Stored items:
++++++++++++++++++++
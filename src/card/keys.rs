//! Wrapped private keys
//!
//! Each of the three RSA private keys is stored sealed under a random
//! KEK; the KEK is wrapped once per credential that may use the key. A
//! verify therefore yields a keystring, the keystring unwraps the KEK,
//! and the KEK opens the key material. Changing a password re-wraps only
//! the KEK copy, never the key material itself.

use rand::rngs::OsRng;
use rand::RngCore;
use rsa::RsaPrivateKey;
use serde::{Deserialize, Serialize};

use crate::crypto::{KeyWrap, RsaOperations, WrapError, KEYSTRING_MD_SIZE};

use super::state::{base64_bytes, base64_bytes_opt, CardState};

/// Which long-lived key an operation refers to
#[derive(Debug, Clone, Copy, PartialEq, Eq)]
pub enum KeyPurpose {
    Signing,
    Decryption,
    Authentication,
}

impl KeyPurpose {
    pub const ALL: [KeyPurpose; 3] = [
        KeyPurpose::Signing,
        KeyPurpose::Decryption,
        KeyPurpose::Authentication,
    ];
}

/// The credential a keystring belongs to
#[derive(Debug, Clone, Copy, PartialEq, Eq)]
pub enum Credential {
    /// PW1, the user password
    User,
    /// RC, the reset code
    ResetCode,
    /// PW3, the admin password
    Admin,
}

/// Errors from key load and re-wrap operations
#[derive(Debug, PartialEq, Eq)]
pub enum KeyError {
    /// Unwrap failed: wrong keystring, or no wrap exists for the
    /// requested credential
    Crypto,
    /// The stored key material could not be decoded
    Data,
}

impl From<WrapError> for KeyError {
    fn from(_: WrapError) -> Self {
        KeyError::Crypto
    }
}

/// Result of migrating the stored keys to a new keystring
#[derive(Debug, Clone, Copy, PartialEq, Eq)]
pub enum KeyMigration {
    /// No wrapped keys were present; nothing to migrate
    NoKeys,
    /// This many keys were present and re-wrapped
    Migrated(usize),
}

/// A private key at rest
#[derive(Debug, Clone, Serialize, Deserialize, PartialEq, Eq)]
pub struct PrivateKeyRecord {
    /// Key material (`e || p || q`) sealed under the KEK
    #[serde(with = "base64_bytes")]
    pub sealed: Vec<u8>,
    /// Public part, `n || e`
    #[serde(with = "base64_bytes")]
    pub public: Vec<u8>,
    #[serde(with = "base64_bytes_opt")]
    kek_user: Option<Vec<u8>>,
    #[serde(with = "base64_bytes_opt")]
    kek_resetcode: Option<Vec<u8>>,
    #[serde(with = "base64_bytes_opt")]
    kek_admin: Option<Vec<u8>>,
}

impl PrivateKeyRecord {
    /// Seal fresh key material under a new random KEK, wrapping the KEK
    /// for each given credential.
    pub fn install(
        material: &[u8],
        public: Vec<u8>,
        wraps: &[(Credential, [u8; KEYSTRING_MD_SIZE])],
    ) -> Result<Self, KeyError> {
        let mut kek = [0u8; KeyWrap::KEK_SIZE];
        OsRng.fill_bytes(&mut kek);

        let mut record = Self {
            sealed: KeyWrap::seal(&kek, material)?,
            public,
            kek_user: None,
            kek_resetcode: None,
            kek_admin: None,
        };
        for (who, ks) in wraps {
            *record.wrap_slot(*who) = Some(KeyWrap::wrap_kek(ks, &kek)?);
        }
        Ok(record)
    }

    /// Unwrap with a credential's keystring and decode the private key
    pub fn load(
        &self,
        who: Credential,
        keystring: &[u8],
    ) -> Result<RsaPrivateKey, KeyError> {
        let kek = self.unwrap_kek(who, keystring)?;
        let material = KeyWrap::open(&kek, &self.sealed)?;
        RsaOperations::decode_private_key(&material).map_err(|_| KeyError::Data)
    }

    /// Move the key from one credential's keystring to another. The
    /// wrap for `who_old` must open with `ks_old`; a wrap for `who_new`
    /// under `ks_new` replaces whatever that slot held.
    pub fn rewrap(
        &mut self,
        who_old: Credential,
        ks_old: &[u8],
        who_new: Credential,
        ks_new: &[u8],
    ) -> Result<(), KeyError> {
        let kek = self.unwrap_kek(who_old, ks_old)?;
        *self.wrap_slot(who_new) = Some(KeyWrap::wrap_kek(ks_new, &kek)?);
        Ok(())
    }

    /// Whether a wrap exists for a credential
    pub fn has_wrap(&self, who: Credential) -> bool {
        match who {
            Credential::User => self.kek_user.is_some(),
            Credential::ResetCode => self.kek_resetcode.is_some(),
            Credential::Admin => self.kek_admin.is_some(),
        }
    }

    /// Remove a credential's wrap (used when the reset code is cleared)
    pub fn drop_wrap(&mut self, who: Credential) {
        *self.wrap_slot(who) = None;
    }

    fn unwrap_kek(&self, who: Credential, keystring: &[u8]) -> Result<Vec<u8>, KeyError> {
        let wrapped = match who {
            Credential::User => &self.kek_user,
            Credential::ResetCode => &self.kek_resetcode,
            Credential::Admin => &self.kek_admin,
        };
        let wrapped = wrapped.as_ref().ok_or(KeyError::Crypto)?;
        Ok(KeyWrap::unwrap_kek(keystring, wrapped)?)
    }

    fn set_wrap(&mut self, who: Credential, wrapped: Vec<u8>) {
        *self.wrap_slot(who) = Some(wrapped);
    }

    fn wrap_slot(&mut self, who: Credential) -> &mut Option<Vec<u8>> {
        match who {
            Credential::User => &mut self.kek_user,
            Credential::ResetCode => &mut self.kek_resetcode,
            Credential::Admin => &mut self.kek_admin,
        }
    }
}

/// Re-wrap every stored private key from `(who_old, old_ks)` to
/// `(who_new, new_ks)`.
///
/// Absent keys are skipped. The old keystring must open every present
/// key before anything is mutated, so a failure leaves all records
/// exactly as they were. The caller persists the state afterwards and
/// maps a failed write to MEMORY_FAILURE.
pub fn change_keystring(
    state: &mut CardState,
    who_old: Credential,
    old_ks: &[u8],
    who_new: Credential,
    new_ks: &[u8],
) -> Result<KeyMigration, KeyError> {
    let mut keks = Vec::new();
    for purpose in KeyPurpose::ALL {
        if let Some(record) = state.key(purpose) {
            keks.push((purpose, record.unwrap_kek(who_old, old_ks)?));
        }
    }
    if keks.is_empty() {
        return Ok(KeyMigration::NoKeys);
    }

    let migrated = keks.len();
    for (purpose, kek) in keks {
        let wrapped = KeyWrap::wrap_kek(new_ks, &kek)?;
        if let Some(record) = state.key_mut(purpose) {
            record.set_wrap(who_new, wrapped);
        }
    }

    Ok(KeyMigration::Migrated(migrated))
}

#[cfg(test)]
mod tests {
    use super::*;
    use crate::crypto::HashOperations;
    use rsa::traits::{PrivateKeyParts, PublicKeyParts};

    fn sample_record(wraps: &[(Credential, [u8; 20])]) -> (PrivateKeyRecord, RsaPrivateKey) {
        let key = RsaPrivateKey::new(&mut OsRng, 1024).unwrap();
        let primes = key.primes();
        let material = RsaOperations::encode_private(
            &key.e().to_bytes_be(),
            &primes[0].to_bytes_be(),
            &primes[1].to_bytes_be(),
        );
        let public =
            RsaOperations::encode_public(&key.n().to_bytes_be(), &key.e().to_bytes_be());
        let record = PrivateKeyRecord::install(&material, public, wraps).unwrap();
        (record, key)
    }

    #[test]
    fn test_install_and_load() {
        let ks = HashOperations::keystring(b"123456");
        let (record, key) = sample_record(&[(Credential::User, ks)]);

        let loaded = record.load(Credential::User, &ks).unwrap();
        assert_eq!(loaded.n(), key.n());
    }

    #[test]
    fn test_load_with_wrong_keystring() {
        let ks = HashOperations::keystring(b"123456");
        let (record, _) = sample_record(&[(Credential::User, ks)]);

        let wrong = HashOperations::keystring(b"000000");
        assert!(matches!(
            record.load(Credential::User, &wrong),
            Err(KeyError::Crypto)
        ));
    }

    #[test]
    fn test_load_without_wrap() {
        let ks = HashOperations::keystring(b"123456");
        let (record, _) = sample_record(&[(Credential::User, ks)]);

        assert!(!record.has_wrap(Credential::Admin));
        assert!(matches!(
            record.load(Credential::Admin, &ks),
            Err(KeyError::Crypto)
        ));
    }

    #[test]
    fn test_rewrap_moves_key() {
        let old_ks = HashOperations::keystring(b"123456");
        let new_ks = HashOperations::keystring(b"abcdefgh");
        let (mut record, key) = sample_record(&[(Credential::User, old_ks)]);

        record
            .rewrap(Credential::User, &old_ks, Credential::User, &new_ks)
            .unwrap();
        assert!(matches!(
            record.load(Credential::User, &old_ks),
            Err(KeyError::Crypto)
        ));
        assert_eq!(record.load(Credential::User, &new_ks).unwrap().n(), key.n());
    }

    #[test]
    fn test_change_keystring_counts_present_keys() {
        let old_ks = HashOperations::keystring(b"123456");
        let new_ks = HashOperations::keystring(b"newpw123");

        let mut state = CardState::default();
        assert_eq!(
            change_keystring(&mut state, Credential::User, &old_ks, Credential::User, &new_ks),
            Ok(KeyMigration::NoKeys)
        );

        let (record, _) = sample_record(&[(Credential::User, old_ks)]);
        *state.key_mut(KeyPurpose::Signing) = Some(record);
        assert_eq!(
            change_keystring(&mut state, Credential::User, &old_ks, Credential::User, &new_ks),
            Ok(KeyMigration::Migrated(1))
        );
        assert!(state
            .key(KeyPurpose::Signing)
            .as_ref()
            .unwrap()
            .load(Credential::User, &new_ks)
            .is_ok());
    }

    #[test]
    fn test_change_keystring_wrong_old() {
        let ks = HashOperations::keystring(b"123456");
        let wrong = HashOperations::keystring(b"wrong0");
        let new_ks = HashOperations::keystring(b"newpw123");

        let mut state = CardState::default();
        let (record, _) = sample_record(&[(Credential::User, ks)]);
        *state.key_mut(KeyPurpose::Decryption) = Some(record);

        assert_eq!(
            change_keystring(&mut state, Credential::User, &wrong, Credential::User, &new_ks),
            Err(KeyError::Crypto)
        );
        // untouched
        assert!(state
            .key(KeyPurpose::Decryption)
            .as_ref()
            .unwrap()
            .load(Credential::User, &ks)
            .is_ok());
    }

    #[test]
    fn test_admin_to_user_rewrap_keeps_admin_wrap() {
        let admin_ks = HashOperations::keystring(b"12345678");
        let user_ks = HashOperations::keystring(b"newpw123");
        let (mut record, _) = sample_record(&[(Credential::Admin, admin_ks)]);

        record
            .rewrap(Credential::Admin, &admin_ks, Credential::User, &user_ks)
            .unwrap();
        assert!(record.load(Credential::Admin, &admin_ks).is_ok());
        assert!(record.load(Credential::User, &user_ks).is_ok());
    }
}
++++++++++++++++++++
Problem details »
If the string "RsaOperations" is in a line of the entries, pick that line out.

Your response »
use crate::crypto::{KeyWrap, RsaOperations, WrapError, KEYSTRING_MD_SIZE};
        RsaOperations::decode_private_key(&material).map_err(|_| KeyError::Data)
        let material = RsaOperations::encode_private(
            RsaOperations::encode_public(&key.n().to_bytes_be(), &key.e().to_bytes_be());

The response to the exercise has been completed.